Collected data entries:
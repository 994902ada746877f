mod config;
mod error;
mod routes;
mod services;
mod state;

#[cfg(test)]
mod test_support;

use crate::config::DaemonConfig;
use crate::services::scheduler::BackupScheduler;
use crate::state::AppState;
use backup_engine::utils::logger;
use backup_engine::{shutdown, BackupConfig, BackupOrchestrator};
use std::sync::Arc;
use std::time::Duration;

/// How long in-flight jobs get to finalize their records after shutdown.
const DRAIN_TIMEOUT: Duration = Duration::from_secs(30);

#[tokio::main]
async fn main() -> anyhow::Result<()> {
    let daemon = DaemonConfig::from_env();
    let backup_config = BackupConfig::from_file(&daemon.backup_config)?;

    let level = daemon
        .log_level
        .clone()
        .unwrap_or_else(|| backup_config.log.level.clone());
    logger::init(&level)?;
    tracing::info!(
        port = daemon.port,
        config = %daemon.backup_config.display(),
        database = %backup_config.datastore.database,
        "Starting backup daemon"
    );

    let orchestrator = Arc::new(BackupOrchestrator::from_config(backup_config).await?);
    let state = Arc::new(AppState::new(orchestrator.clone()));

    // Initialize cron scheduler
    let scheduler = if daemon.scheduler_enabled {
        match BackupScheduler::new(state.clone()).await {
            Ok(s) => {
                if let Err(e) = s.init_schedules().await {
                    tracing::warn!("Failed to initialize schedules: {}", e);
                }
                if let Err(e) = s.start().await {
                    tracing::warn!("Failed to start scheduler: {}", e);
                }
                Some(s)
            }
            Err(e) => {
                tracing::warn!("Failed to create scheduler: {}", e);
                None
            }
        }
    } else {
        tracing::info!("Scheduler disabled");
        None
    };

    let app = routes::create_router(state.clone());

    let addr = format!("0.0.0.0:{}", daemon.port);
    let listener = tokio::net::TcpListener::bind(&addr).await?;
    tracing::info!("Listening on {}", addr);

    axum::serve(listener, app)
        .with_graceful_shutdown(async {
            let signal = shutdown::wait_for_signal().await;
            tracing::info!(?signal, "Shutdown requested");
        })
        .await?;

    tracing::info!("Shutting down...");
    if let Some(s) = scheduler {
        if let Err(e) = s.shutdown().await {
            tracing::warn!("Scheduler shutdown error: {}", e);
        }
    }

    // Kill external commands; running jobs finalize as failed.
    orchestrator.shutdown();
    state.tasks.close();
    if tokio::time::timeout(DRAIN_TIMEOUT, state.tasks.wait()).await.is_err() {
        tracing::warn!(
            pending = state.tasks.len(),
            "Jobs still running after drain timeout"
        );
    }

    tracing::info!("Daemon stopped");
    Ok(())
}
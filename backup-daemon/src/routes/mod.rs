pub mod backups;
pub mod health;

use crate::state::AppState;
use axum::routing::{get, post};
use axum::Router;
use std::sync::Arc;
use tower_http::trace::TraceLayer;

pub fn create_router(state: Arc<AppState>) -> Router {
    Router::new()
        .route("/health", get(health::health))
        .route("/api/status", get(health::status))
        .nest("/api/backups", backups::router())
        .route("/api/cleanup", post(backups::cleanup))
        .layer(TraceLayer::new_for_http())
        .with_state(state)
}
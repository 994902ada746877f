//! The relational datastore being protected.
//!
//! [`Datastore`] is everything the engine needs from the database: a full
//! logical dump, change-log capture for a time window, and the target-side
//! operations used by restore. [`postgres::PostgresDatastore`] implements it
//! with the PostgreSQL client tools.

pub mod manifest;
pub mod postgres;

pub use manifest::{SegmentEntry, SegmentManifest, MANIFEST_FILE};
pub use postgres::PostgresDatastore;

use crate::utils::{BackupError, Result};
use async_trait::async_trait;
use chrono::{DateTime, Utc};
use serde::Serialize;
use std::path::Path;
use tokio_util::sync::CancellationToken;

/// Longest database name PostgreSQL accepts.
const MAX_TARGET_NAME: usize = 63;

/// Change-log interval `(start, end]`.
#[derive(Debug, Clone, Copy, PartialEq, Eq)]
pub struct CaptureWindow {
    pub start: DateTime<Utc>,
    pub end: DateTime<Utc>,
}

/// Outcome of one post-restore probe.
#[derive(Debug, Clone, PartialEq, Eq, Serialize)]
pub struct ValidationCheck {
    pub name: String,
    pub passed: bool,
    pub detail: String,
}

#[derive(Debug, Clone, Default, PartialEq, Eq, Serialize)]
pub struct ValidationReport {
    pub checks: Vec<ValidationCheck>,
}

impl ValidationReport {
    pub fn passed(&self) -> bool {
        self.checks.iter().all(|c| c.passed)
    }

    /// `Validation` error naming every failed probe, if any failed.
    pub fn into_result(self) -> Result<Self> {
        let failed: Vec<String> = self
            .checks
            .iter()
            .filter(|c| !c.passed)
            .map(|c| format!("{}: {}", c.name, c.detail))
            .collect();
        if failed.is_empty() {
            Ok(self)
        } else {
            Err(BackupError::Validation(failed.join("; ")))
        }
    }
}

#[async_trait]
pub trait Datastore: Send + Sync {
    /// Name of the primary database.
    fn primary(&self) -> &str;

    /// Write a complete logical snapshot of the primary to `out`.
    async fn dump_full(&self, out: &Path, cancel: &CancellationToken) -> Result<()>;

    /// Copy every change-log file of `window` into `out_dir` and describe it.
    async fn capture_changes(
        &self,
        window: CaptureWindow,
        out_dir: &Path,
        cancel: &CancellationToken,
    ) -> Result<SegmentManifest>;

    /// Drop `target` if present and create it empty.
    async fn recreate(&self, target: &str, cancel: &CancellationToken) -> Result<()>;

    /// Drop `target`; absent targets are not an error.
    async fn drop_target(&self, target: &str, cancel: &CancellationToken) -> Result<()>;

    /// Apply a plain full dump to `target`.
    async fn apply_full(&self, artifact: &Path, target: &str, cancel: &CancellationToken)
        -> Result<()>;

    /// Apply the files of one captured segment to `target`, in manifest order.
    async fn replay_segment(
        &self,
        segment_dir: &Path,
        target: &str,
        cancel: &CancellationToken,
    ) -> Result<()>;

    /// Run the sanity probes against `target`.
    async fn validate(&self, target: &str, cancel: &CancellationToken) -> Result<ValidationReport>;
}

/// Reject names that could be read as tool options or exceed the server limit.
pub fn validate_target_name(name: &str) -> Result<()> {
    let valid = !name.is_empty()
        && name.len() <= MAX_TARGET_NAME
        && !name.starts_with('-')
        && name
            .chars()
            .all(|c| c.is_ascii_alphanumeric() || matches!(c, '_' | '-'));
    if valid {
        Ok(())
    } else {
        Err(BackupError::Restore(format!("invalid target name {name:?}")))
    }
}

/// Double-quote an SQL identifier, doubling embedded quotes. Dotted names
/// are quoted per part so `schema.table` still resolves.
pub fn quote_identifier(name: &str) -> String {
    name.split('.')
        .map(|part| format!("\"{}\"", part.replace('"', "\"\"")))
        .collect::<Vec<_>>()
        .join(".")
}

#### Aim of the exercise
Each line of the data is to be retyped exactly as shown.

#### Result of this exercise
repository 994902ada746877f
mod config;
mod error;
mod routes;
mod services;
mod state;

#[cfg(test)]
mod test_support;

use crate::config::DaemonConfig;
use crate::services::scheduler::BackupScheduler;
use crate::state::AppState;
use backup_engine::utils::logger;
use backup_engine::{shutdown, BackupConfig, BackupOrchestrator};
use std::sync::Arc;
use std::time::Duration;

/// How long in-flight jobs get to finalize their records after shutdown.
const DRAIN_TIMEOUT: Duration = Duration::from_secs(30);

#[tokio::main]
async fn main() -> anyhow::Result<()> {
    let daemon = DaemonConfig::from_env();
    let backup_config = BackupConfig::from_file(&daemon.backup_config)?;

    let level = daemon
        .log_level
        .clone()
        .unwrap_or_else(|| backup_config.log.level.clone());
    logger::init(&level)?;
    tracing::info!(
        port = daemon.port,
        config = %daemon.backup_config.display(),
        database = %backup_config.datastore.database,
        "Starting backup daemon"
    );

    let orchestrator = Arc::new(BackupOrchestrator::from_config(backup_config).await?);
    let state = Arc::new(AppState::new(orchestrator.clone()));

    // Initialize cron scheduler
    let scheduler = if daemon.scheduler_enabled {
        match BackupScheduler::new(state.clone()).await {
            Ok(s) => {
                if let Err(e) = s.init_schedules().await {
                    tracing::warn!("Failed to initialize schedules: {}", e);
                }
                if let Err(e) = s.start().await {
                    tracing::warn!("Failed to start scheduler: {}", e);
                }
                Some(s)
            }
            Err(e) => {
                tracing::warn!("Failed to create scheduler: {}", e);
                None
            }
        }
    } else {
        tracing::info!("Scheduler disabled");
        None
    };

    let app = routes::create_router(state.clone());

    let addr = format!("0.0.0.0:{}", daemon.port);
    let listener = tokio::net::TcpListener::bind(&addr).await?;
    tracing::info!("Listening on {}", addr);

    axum::serve(listener, app)
        .with_graceful_shutdown(async {
            let signal = shutdown::wait_for_signal().await;
            tracing::info!(?signal, "Shutdown requested");
        })
        .await?;

    tracing::info!("Shutting down...");
    if let Some(s) = scheduler {
        if let Err(e) = s.shutdown().await {
            tracing::warn!("Scheduler shutdown error: {}", e);
        }
    }

    // Kill external commands; running jobs finalize as failed.
    orchestrator.shutdown();
    state.tasks.close();
    if tokio::time::timeout(DRAIN_TIMEOUT, state.tasks.wait()).await.is_err() {
        tracing::warn!(
            pending = state.tasks.len(),
            "Jobs still running after drain timeout"
        );
    }

    tracing::info!("Daemon stopped");
    Ok(())
}
filename backup-daemon/src/routes/mod.rs
pub mod backups;
pub mod health;

use crate::state::AppState;
use axum::routing::{get, post};
use axum::Router;
use std::sync::Arc;
use tower_http::trace::TraceLayer;

pub fn create_router(state: Arc<AppState>) -> Router {
    Router::new()
        .route("/health", get(health::health))
        .route("/api/status", get(health::status))
        .nest("/api/backups", backups::router())
        .route("/api/cleanup", post(backups::cleanup))
        .layer(TraceLayer::new_for_http())
        .with_state(state)
}
repository 994902ada746877f
//! The relational datastore being protected.
//!
//! [`Datastore`] is everything the engine needs from the database: a full
//! logical dump, change-log capture for a time window, and the target-side
//! operations used by restore. [`postgres::PostgresDatastore`] implements it
//! with the PostgreSQL client tools.

pub mod manifest;
pub mod postgres;

pub use manifest::{SegmentEntry, SegmentManifest, MANIFEST_FILE};
pub use postgres::PostgresDatastore;

use crate::utils::{BackupError, Result};
use async_trait::async_trait;
use chrono::{DateTime, Utc};
use serde::Serialize;
use std::path::Path;
use tokio_util::sync::CancellationToken;

/// Longest database name PostgreSQL accepts.
const MAX_TARGET_NAME: usize = 63;

/// Change-log interval `(start, end]`.
#[derive(Debug, Clone, Copy, PartialEq, Eq)]
pub struct CaptureWindow {
    pub start: DateTime<Utc>,
    pub end: DateTime<Utc>,
}

/// Outcome of one post-restore probe.
#[derive(Debug, Clone, PartialEq, Eq, Serialize)]
pub struct ValidationCheck {
    pub name: String,
    pub passed: bool,
    pub detail: String,
}

#[derive(Debug, Clone, Default, PartialEq, Eq, Serialize)]
pub struct ValidationReport {
    pub checks: Vec<ValidationCheck>,
}

impl ValidationReport {
    pub fn passed(&self) -> bool {
        self.checks.iter().all(|c| c.passed)
    }

    /// `Validation` error naming every failed probe, if any failed.
    pub fn into_result(self) -> Result<Self> {
        let failed: Vec<String> = self
            .checks
            .iter()
            .filter(|c| !c.passed)
            .map(|c| format!("{}: {}", c.name, c.detail))
            .collect();
        if failed.is_empty() {
            Ok(self)
        } else {
            Err(BackupError::Validation(failed.join("; ")))
        }
    }
}

#[async_trait]
pub trait Datastore: Send + Sync {
    /// Name of the primary database.
    fn primary(&self) -> &str;

    /// Write a complete logical snapshot of the primary to `out`.
    async fn dump_full(&self, out: &Path, cancel: &CancellationToken) -> Result<()>;

    /// Copy every change-log file of `window` into `out_dir` and describe it.
    async fn capture_changes(
        &self,
        window: CaptureWindow,
        out_dir: &Path,
        cancel: &CancellationToken,
    ) -> Result<SegmentManifest>;

    /// Drop `target` if present and create it empty.
    async fn recreate(&self, target: &str, cancel: &CancellationToken) -> Result<()>;

    /// Drop `target`; absent targets are not an error.
    async fn drop_target(&self, target: &str, cancel: &CancellationToken) -> Result<()>;

    /// Apply a plain full dump to `target`.
    async fn apply_full(&self, artifact: &Path, target: &str, cancel: &CancellationToken)
        -> Result<()>;

    /// Apply the files of one captured segment to `target`, in manifest order.
    async fn replay_segment(
        &self,
        segment_dir: &Path,
        target: &str,
        cancel: &CancellationToken,
    ) -> Result<()>;

    /// Run the sanity probes against `target`.
    async fn validate(&self, target: &str, cancel: &CancellationToken) -> Result<ValidationReport>;
}

/// Reject names that could be read as tool options or exceed the server limit.
pub fn validate_target_name(name: &str) -> Result<()> {
    let valid = !name.is_empty()
        && name.len() <= MAX_TARGET_NAME
        && !name.starts_with('-')
        && name
            .chars()
            .all(|c| c.is_ascii_alphanumeric() || matches!(c, '_' | '-'));
    if valid {
        Ok(())
    } else {
        Err(BackupError::Restore(format!("invalid target name {name:?}")))
    }
}

/// Double-quote an SQL identifier, doubling embedded quotes. Dotted names
/// are quoted per part so `schema.table` still resolves.
pub fn quote_identifier(name: &str) -> String {
    name.split('.')
        .map(|part| format!("\"{}\"", part.replace('"', "\"\"")))
        .collect::<Vec<_>>()
        .join(".")
}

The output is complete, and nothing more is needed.